Barring some sort of tragedy like Jimmy's, we'll all grow old and die. We'll all make poor decisions in our personal lives or careers. Assuming that we take chances and try new things rather than stagnating, there will always be failures. Even though Dean told Roy Schatt that he didn't expect to live past 30, that doesn't mean he didn't want to. I've said the same thing, and it was more a statement of my own expectations than what I actually wanted out of life. But then the question becomes, is it better to live a short life and die before you ever have the opportunity to fail spectacularly?

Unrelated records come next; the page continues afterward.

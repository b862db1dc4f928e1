//! Text search endpoint.
//!
//! GET /api/search - Rank stored items against a natural-language query.

use axum::Json;
use axum::extract::rejection::QueryRejection;
use axum::extract::{Query, State};

use echolocator_core::service::gateway::SearchResults;

use crate::http::error::AppError;
use crate::http::extractors::query::SearchQuery;
use crate::http::response::{ApiResponse, RequestTimer};
use crate::state::AppState;

/// GET /api/search?query=&threshold=&top_k=&location=
///
/// Threshold and top_k are normalized by the gateway; the applied values
/// come back in the payload.
pub async fn search(
    State(state): State<AppState>,
    query: Result<Query<SearchQuery>, QueryRejection>,
) -> Result<Json<ApiResponse<SearchResults>>, AppError> {
    let timer = RequestTimer::start();
    let Query(query) = query.map_err(|e| AppError::validation(e.body_text()))?;

    let results = state.gateway.search_text(query.into()).await?;
    tracing::debug!(count = results.count, elapsed_ms = timer.elapsed_ms(), "search served");

    Ok(Json(ApiResponse::success(results, &timer)))
}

The answer is no, and it should always be no, and the fact that some people think it's actually yes shows that our fucked up enshrinement of youth has reached a new peak of cynicism and tastelessness. If Dean had not died young, would he have ended up as a mythic cultural icon the way he is today? Probably not. Would he have been given a chance to do more, be more, settle some of his demons, and find someone to love long-term? Yes. And maybe culture would have had to find another icon. So be it, I say. I'd know I'd prefer that he'd gotten a chance to live his life rather than burning out too quickly and being enshrined in some sort of legacy that, more often than not, misrepresents him.

Yeah, it sure is great that he died young. Jesus. Don't be assholes, people.